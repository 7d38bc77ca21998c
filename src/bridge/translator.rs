//! Event translation.
//!
//! Turns raw transport notifications into listener-facing events and
//! decides which lifecycle state each one implies. Pure functions; the
//! socket applies the result under its own lock.
//!
//! | Kind | Event | Implied state |
//! |------|-------|---------------|
//! | `open` | [`SocketEvent::Open`] | OPEN |
//! | `error` | [`SocketEvent::Error`] | hint, never CLOSED |
//! | `close` | [`SocketEvent::Close`] | CLOSED |
//! | `message` | [`SocketEvent::Message`] | hint, never CLOSED |

// ============================================================================
// Imports
// ============================================================================

use crate::error::{Error, Result};
use crate::protocol::{
    CLOSE_NO_STATUS, CloseEvent, MessageEvent, NotificationKind, RawNotification, SocketEvent,
    decode_payload,
};
use crate::socket::ReadyState;

// ============================================================================
// Translation
// ============================================================================

/// Builds the event for a notification.
///
/// # Errors
///
/// - [`Error::Decode`] if a message payload is missing or malformed
/// - [`Error::Protocol`] if the notification kind is unknown
pub fn translate(notification: &RawNotification) -> Result<SocketEvent> {
    match notification.kind {
        NotificationKind::Open => Ok(SocketEvent::Open),

        NotificationKind::Error => Ok(SocketEvent::Error),

        NotificationKind::Close => Ok(SocketEvent::Close(CloseEvent {
            was_clean: notification.was_clean,
            code: notification.code.unwrap_or(CLOSE_NO_STATUS),
            reason: notification.reason.clone().unwrap_or_default(),
        })),

        NotificationKind::Message => {
            let encoded = notification
                .message
                .as_deref()
                .ok_or_else(|| Error::decode("message notification without payload"))?;
            let data = decode_payload(encoded)?.into_owned();
            Ok(SocketEvent::Message(MessageEvent { data }))
        }

        NotificationKind::Unknown => Err(Error::protocol(format!(
            "unknown notification type for socket {}",
            notification.target_id
        ))),
    }
}

/// Returns the state a notification moves its socket to, if any.
///
/// Only a `close` notification may close a socket; a CLOSED hint on any
/// other kind is ignored so the close event is never skipped.
#[must_use]
pub fn target_state(notification: &RawNotification) -> Option<ReadyState> {
    match notification.kind {
        NotificationKind::Open => Some(ReadyState::Open),
        NotificationKind::Close => Some(ReadyState::Closed),
        NotificationKind::Error | NotificationKind::Message => notification
            .ready_state
            .filter(|state| !state.is_terminal()),
        NotificationKind::Unknown => None,
    }
}

// ============================================================================
// Tests
// ============================================================================
//! Test doubles shared by unit tests.

// ============================================================================
// Imports
// ============================================================================

use std::sync::Arc;

use parking_lot::Mutex;

use crate::identifiers::SocketId;
use crate::protocol::RawNotification;
use crate::transport::{CreateRequest, TransportHandle};

// ============================================================================
// TransportCall
// ============================================================================

/// One recorded call into the transport.
#[derive(Debug, Clone, PartialEq, Eq)]
pub(crate) enum TransportCall {
    Create(SocketId, CreateRequest),
    Send(SocketId, String),
    Close(SocketId),
    LoadPolicyFile(String),
    SetCallerUrl(String),
    SetDebug(bool),
}

// ============================================================================
// RecordingTransport
// ============================================================================

/// Transport handle that records calls and replays scripted notifications.
#[derive(Default)]
pub(crate) struct RecordingTransport {
    calls: Mutex<Vec<TransportCall>>,
    send_result: Mutex<i64>,
    inbox: Mutex<Vec<RawNotification>>,
}

impl RecordingTransport {
    pub(crate) fn new() -> Arc<Self> {
        Arc::new(Self {
            send_result: Mutex::new(-1),
            ..Default::default()
        })
    }

    pub(crate) fn calls(&self) -> Vec<TransportCall> {
        self.calls.lock().clone()
    }

    pub(crate) fn calls_for(&self, id: SocketId) -> Vec<TransportCall> {
        self.calls
            .lock()
            .iter()
            .filter(|call| match call {
                TransportCall::Create(target, _)
                | TransportCall::Send(target, _)
                | TransportCall::Close(target) => *target == id,
                _ => false,
            })
            .cloned()
            .collect()
    }

    pub(crate) fn created_ids(&self) -> Vec<SocketId> {
        self.calls
            .lock()
            .iter()
            .filter_map(|call| match call {
                TransportCall::Create(id, _) => Some(*id),
                _ => None,
            })
            .collect()
    }

    pub(crate) fn set_send_result(&self, result: i64) {
        *self.send_result.lock() = result;
    }

    pub(crate) fn push(&self, notification: RawNotification) {
        self.inbox.lock().push(notification);
    }

    pub(crate) fn push_all(&self, notifications: impl IntoIterator<Item = RawNotification>) {
        self.inbox.lock().extend(notifications);
    }

    fn record(&self, call: TransportCall) {
        self.calls.lock().push(call);
    }
}

impl TransportHandle for RecordingTransport {
    fn create(&self, id: SocketId, request: &CreateRequest) {
        self.record(TransportCall::Create(id, request.clone()));
    }

    fn send(&self, id: SocketId, encoded_payload: &str) -> i64 {
        self.record(TransportCall::Send(id, encoded_payload.to_string()));
        *self.send_result.lock()
    }

    fn close(&self, id: SocketId) {
        self.record(TransportCall::Close(id));
    }

    fn load_policy_file(&self, url: &str) {
        self.record(TransportCall::LoadPolicyFile(url.to_string()));
    }

    fn receive_notifications(&self) -> Vec<RawNotification> {
        std::mem::take(&mut *self.inbox.lock())
    }

    fn set_caller_url(&self, url: &str) {
        self.record(TransportCall::SetCallerUrl(url.to_string()));
    }

    fn set_debug(&self, debug: bool) {
        self.record(TransportCall::SetDebug(debug));
    }
}
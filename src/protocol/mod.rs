//! Transport protocol types.
//!
//! This module defines what crosses the boundary between the bridge and
//! the transport runtime, and the events the bridge hands to listeners.
//!
//! # Protocol Overview
//!
//! | Message Type | Direction | Purpose |
//! |--------------|-----------|---------|
//! | encoded payload | Bridge → Transport | Outbound data (`send`) |
//! | `RawNotification` | Transport → Bridge | Socket activity, in batches |
//! | `SocketEvent` | Bridge → Listener | Standards-shaped event |
//!
//! # Modules
//!
//! | Module | Description |
//! |--------|-------------|
//! | `codec` | Percent-encoding for the string-only channel |
//! | `event` | Listener-facing event types |
//! | `notification` | Raw transport notification records |

// ============================================================================
// Submodules
// ============================================================================

/// Percent-encoding helpers.
pub mod codec;

/// Listener-facing event types.
pub mod event;

/// Raw transport notifications.
pub mod notification;

// ============================================================================
// Re-exports
// ============================================================================

pub use codec::{decode_payload, encode_payload};
pub use event::{CLOSE_NO_STATUS, CloseEvent, EventKind, MessageEvent, SocketEvent};
pub use notification::{NotificationKind, RawNotification};
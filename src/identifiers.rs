//! Type-safe identifiers.
//!
//! Newtype wrappers keep socket ids from being mixed up with byte counts,
//! close codes, or other integers crossing the transport boundary.

// ============================================================================
// Imports
// ============================================================================

use std::fmt;
use std::sync::atomic::{AtomicU32, Ordering};

use serde::{Deserialize, Serialize};

use crate::error::{Error, Result};

// ============================================================================
// SocketId
// ============================================================================

/// Identifier shared by a socket facade and its transport-level connection.
///
/// Ids are allocated monotonically per bridge and never recycled, so a
/// late notification for a closed socket can never reach a newer one.
#[derive(Debug, Clone, Copy, PartialEq, Eq, Hash, PartialOrd, Ord, Serialize, Deserialize)]
#[serde(transparent)]
pub struct SocketId(u32);

impl SocketId {
    /// Wraps a raw id.
    #[inline]
    #[must_use]
    pub const fn new(id: u32) -> Self {
        Self(id)
    }

    /// Returns the raw id passed to the transport.
    #[inline]
    #[must_use]
    pub const fn as_u32(&self) -> u32 {
        self.0
    }
}

impl fmt::Display for SocketId {
    fn fmt(&self, f: &mut fmt::Formatter<'_>) -> fmt::Result {
        write!(f, "{}", self.0)
    }
}

impl From<u32> for SocketId {
    #[inline]
    fn from(id: u32) -> Self {
        Self(id)
    }
}

// ============================================================================
// SocketIdAllocator
// ============================================================================

/// Monotonic id source, one per bridge.
#[derive(Debug, Default)]
pub struct SocketIdAllocator {
    next: AtomicU32,
}

impl SocketIdAllocator {
    /// Creates an allocator starting at id 0.
    #[inline]
    #[must_use]
    pub const fn new() -> Self {
        Self {
            next: AtomicU32::new(0),
        }
    }

    /// Allocates the next id.
    ///
    /// # Errors
    ///
    /// Returns [`Error::IdsExhausted`] once the id space is used up.
    #[inline]
    pub fn next(&self) -> Result<SocketId> {
        self.next
            .fetch_update(Ordering::Relaxed, Ordering::Relaxed, |id| id.checked_add(1))
            .map(SocketId)
            .map_err(|_| Error::IdsExhausted)
    }

    /// Returns `true` if `id` was handed out by this allocator.
    #[inline]
    #[must_use]
    pub fn has_issued(&self, id: SocketId) -> bool {
        id.0 < self.next.load(Ordering::Relaxed)
    }
}

// ============================================================================
// Tests
// ============================================================================

#[cfg(test)]
mod tests {
    use super::*;

    #[test]
    fn test_allocator_is_monotonic() {
        let allocator = SocketIdAllocator::new();
        let a = allocator.next().expect("id");
        let b = allocator.next().expect("id");
        let c = allocator.next().expect("id");

        assert_eq!(a, SocketId::new(0));
        assert!(a < b && b < c);
    }

    #[test]
    fn test_has_issued() {
        let allocator = SocketIdAllocator::new();
        assert!(!allocator.has_issued(SocketId::new(0)));

        let id = allocator.next().expect("id");
        assert!(allocator.has_issued(id));
        assert!(!allocator.has_issued(SocketId::new(1)));
    }

    #[test]
    fn test_allocator_never_wraps() {
        let allocator = SocketIdAllocator {
            next: AtomicU32::new(u32::MAX - 1),
        };

        let last = allocator.next().expect("last id");
        assert_eq!(last, SocketId::new(u32::MAX - 1));

        assert!(matches!(allocator.next(), Err(Error::IdsExhausted)));
        assert!(matches!(allocator.next(), Err(Error::IdsExhausted)));
        assert!(allocator.has_issued(last));
        assert!(!allocator.has_issued(SocketId::new(u32::MAX)));
    }

    #[test]
    fn test_serde_transparent() {
        let id: SocketId = serde_json::from_str("7").expect("parse id");
        assert_eq!(id.as_u32(), 7);
        assert_eq!(serde_json::to_string(&id).expect("serialize"), "7");
    }

    #[test]
    fn test_display() {
        assert_eq!(SocketId::new(42).to_string(), "42");
    }
}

—————

> WHAT YOU WILL DO
When a line among the entries above contains "shared", copy it.

> WRITTEN ANSWER
//! Test doubles shared by unit tests.
/// Identifier shared by a socket facade and its transport-level connection.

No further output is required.